▸ What you should do
Where in the listing does the word "const" appear? Report each line that holds it.

▸ Data extracts
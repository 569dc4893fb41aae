use std::sync::{Arc, RwLock};

use async_trait::async_trait;

use crate::error::{Error, Result};
use crate::sip::message::{RxData, TxData};

/// Module priorities mirror the layering of the embedding stack; lower runs
/// earlier on the inbound path.
pub const PRIORITY_TRANSPORT_LAYER: u32 = 8;
pub const PRIORITY_TSX_LAYER: u32 = 16;
pub const PRIORITY_UA_PROXY_LAYER: u32 = 32;
pub const PRIORITY_DIALOG_USAGE: u32 = 48;
pub const PRIORITY_APPLICATION: u32 = 64;

/// What an inbound hook did with the message.
#[derive(Debug, Clone, Copy, PartialEq, Eq)]
pub enum ModuleAction {
    /// The module consumed the message; later modules do not see it.
    Consume,
    /// Hand the message to the next module.
    Continue,
}

/// Processing hook registered with the module chain.
#[async_trait]
pub trait SipModule: Send + Sync {
    fn name(&self) -> &str;
    fn priority(&self) -> u32;

    async fn on_rx_request(&self, _rdata: &RxData) -> ModuleAction {
        ModuleAction::Continue
    }

    async fn on_rx_response(&self, _rdata: &RxData) -> ModuleAction {
        ModuleAction::Continue
    }

    fn on_tx_request(&self, _tdata: &mut TxData) {}
}

/// Priority-ordered module chain of the embedding stack.
pub struct ModuleRegistry {
    modules: RwLock<Vec<Arc<dyn SipModule>>>,
}

impl ModuleRegistry {
    pub fn new() -> Arc<Self> {
        Arc::new(Self {
            modules: RwLock::new(Vec::new()),
        })
    }

    /// Insert a module at its priority. Modules sharing a priority keep
    /// registration order.
    pub fn register(&self, module: Arc<dyn SipModule>) -> Result<()> {
        let mut modules = self.modules.write().unwrap();
        if modules.iter().any(|existing| existing.name() == module.name()) {
            return Err(Error::ModuleExists(module.name().to_string()));
        }
        let at = modules
            .iter()
            .position(|existing| existing.priority() > module.priority())
            .unwrap_or(modules.len());
        modules.insert(at, module);
        Ok(())
    }

    pub fn unregister(&self, name: &str) {
        let mut modules = self.modules.write().unwrap();
        modules.retain(|module| module.name() != name);
    }

    /// Run the inbound chain from the top. True when some module consumed
    /// the message.
    pub async fn receive(&self, rdata: &RxData) -> bool {
        let snapshot = self.snapshot();
        Self::run_rx(&snapshot, rdata).await
    }

    /// Re-run the inbound chain starting just after the module named
    /// `start`. True when some module consumed the message.
    pub async fn process_rx_after(&self, start: &str, rdata: &RxData) -> bool {
        let snapshot = self.snapshot();
        let Some(at) = snapshot.iter().position(|module| module.name() == start) else {
            return false;
        };
        Self::run_rx(&snapshot[at + 1..], rdata).await
    }

    /// Run tx-request hooks in priority order.
    pub fn transmit(&self, tdata: &mut TxData) {
        for module in self.snapshot() {
            module.on_tx_request(tdata);
        }
    }

    fn snapshot(&self) -> Vec<Arc<dyn SipModule>> {
        self.modules.read().unwrap().clone()
    }

    async fn run_rx(modules: &[Arc<dyn SipModule>], rdata: &RxData) -> bool {
        for module in modules {
            let action = if rdata.is_request() {
                module.on_rx_request(rdata).await
            } else {
                module.on_rx_response(rdata).await
            };
            if action == ModuleAction::Consume {
                return true;
            }
        }
        false
    }
}
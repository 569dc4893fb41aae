use std::sync::Arc;

use async_trait::async_trait;
use rsip::Method;
use tracing::warn;

use crate::sip::message::RxData;
use crate::sip::module::{ModuleAction, PRIORITY_TSX_LAYER, SipModule};

use super::state::DistributorContext;

pub(super) const ENDPOINT_MOD_NAME: &str = "endpoint-identifier";

/// Attaches the originating endpoint to every request entering the
/// serialized part of the chain.
pub(super) struct EndpointIdentifierModule {
    ctx: Arc<DistributorContext>,
}

impl EndpointIdentifierModule {
    pub(super) fn new(ctx: Arc<DistributorContext>) -> Arc<Self> {
        Arc::new(Self { ctx })
    }
}

#[async_trait]
impl SipModule for EndpointIdentifierModule {
    fn name(&self) -> &str {
        ENDPOINT_MOD_NAME
    }

    fn priority(&self) -> u32 {
        PRIORITY_TSX_LAYER - 3
    }

    async fn on_rx_request(&self, rdata: &RxData) -> ModuleAction {
        if rdata.endpoint().is_some() {
            // The dialog already told the distributor who this is.
            return ModuleAction::Continue;
        }

        if let Some(endpoint) = self.ctx.resolver.identify(rdata).await {
            rdata.attach_endpoint(endpoint);
            return ModuleAction::Continue;
        }

        if rdata.is_method(Method::Ack) {
            // Nothing can be sent in reply to an ACK.
            return ModuleAction::Continue;
        }

        // Unidentified requests get the synthetic endpoint so the
        // authenticator challenges them instead of letting them probe for
        // accounts.
        let endpoint = self.ctx.artificial_endpoint();
        let user = rdata.from_user().unwrap_or_default();
        warn!(
            from = %rdata.from_uri().unwrap_or_default(),
            source = %rdata.source(),
            call_id = %rdata.call_id(),
            "no matching endpoint found for request"
        );
        self.ctx.reporter.invalid_endpoint(&user, rdata);
        rdata.attach_endpoint(endpoint);

        ModuleAction::Continue
    }
}
pub mod dialog;
pub mod distributor;
pub mod endpoint;
pub mod message;
pub mod module;
pub mod services;
pub mod transaction;

pub use dialog::Dialog;
pub use distributor::{Distributor, DistributorBuilder};
pub use endpoint::{AuthKind, SipAuth, SipEndpoint};
pub use message::{RxData, TxData};
pub use module::{
    ModuleAction, ModuleRegistry, PRIORITY_APPLICATION, PRIORITY_DIALOG_USAGE,
    PRIORITY_TRANSPORT_LAYER, PRIORITY_TSX_LAYER, PRIORITY_UA_PROXY_LAYER, SipModule,
};
pub use services::{
    AuthVerdict, AuthVerifier, EndpointResolver, NoopSecurityReporter, SecurityReporter, SipStack,
};
pub use transaction::{Transaction, TransactionKey, TransactionRole};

▸ Answer to the exercise
pub const PRIORITY_TRANSPORT_LAYER: u32 = 8;
pub const PRIORITY_TSX_LAYER: u32 = 16;
pub const PRIORITY_UA_PROXY_LAYER: u32 = 32;
pub const PRIORITY_DIALOG_USAGE: u32 = 48;
pub const PRIORITY_APPLICATION: u32 = 64;
pub(super) const ENDPOINT_MOD_NAME: &str = "endpoint-identifier";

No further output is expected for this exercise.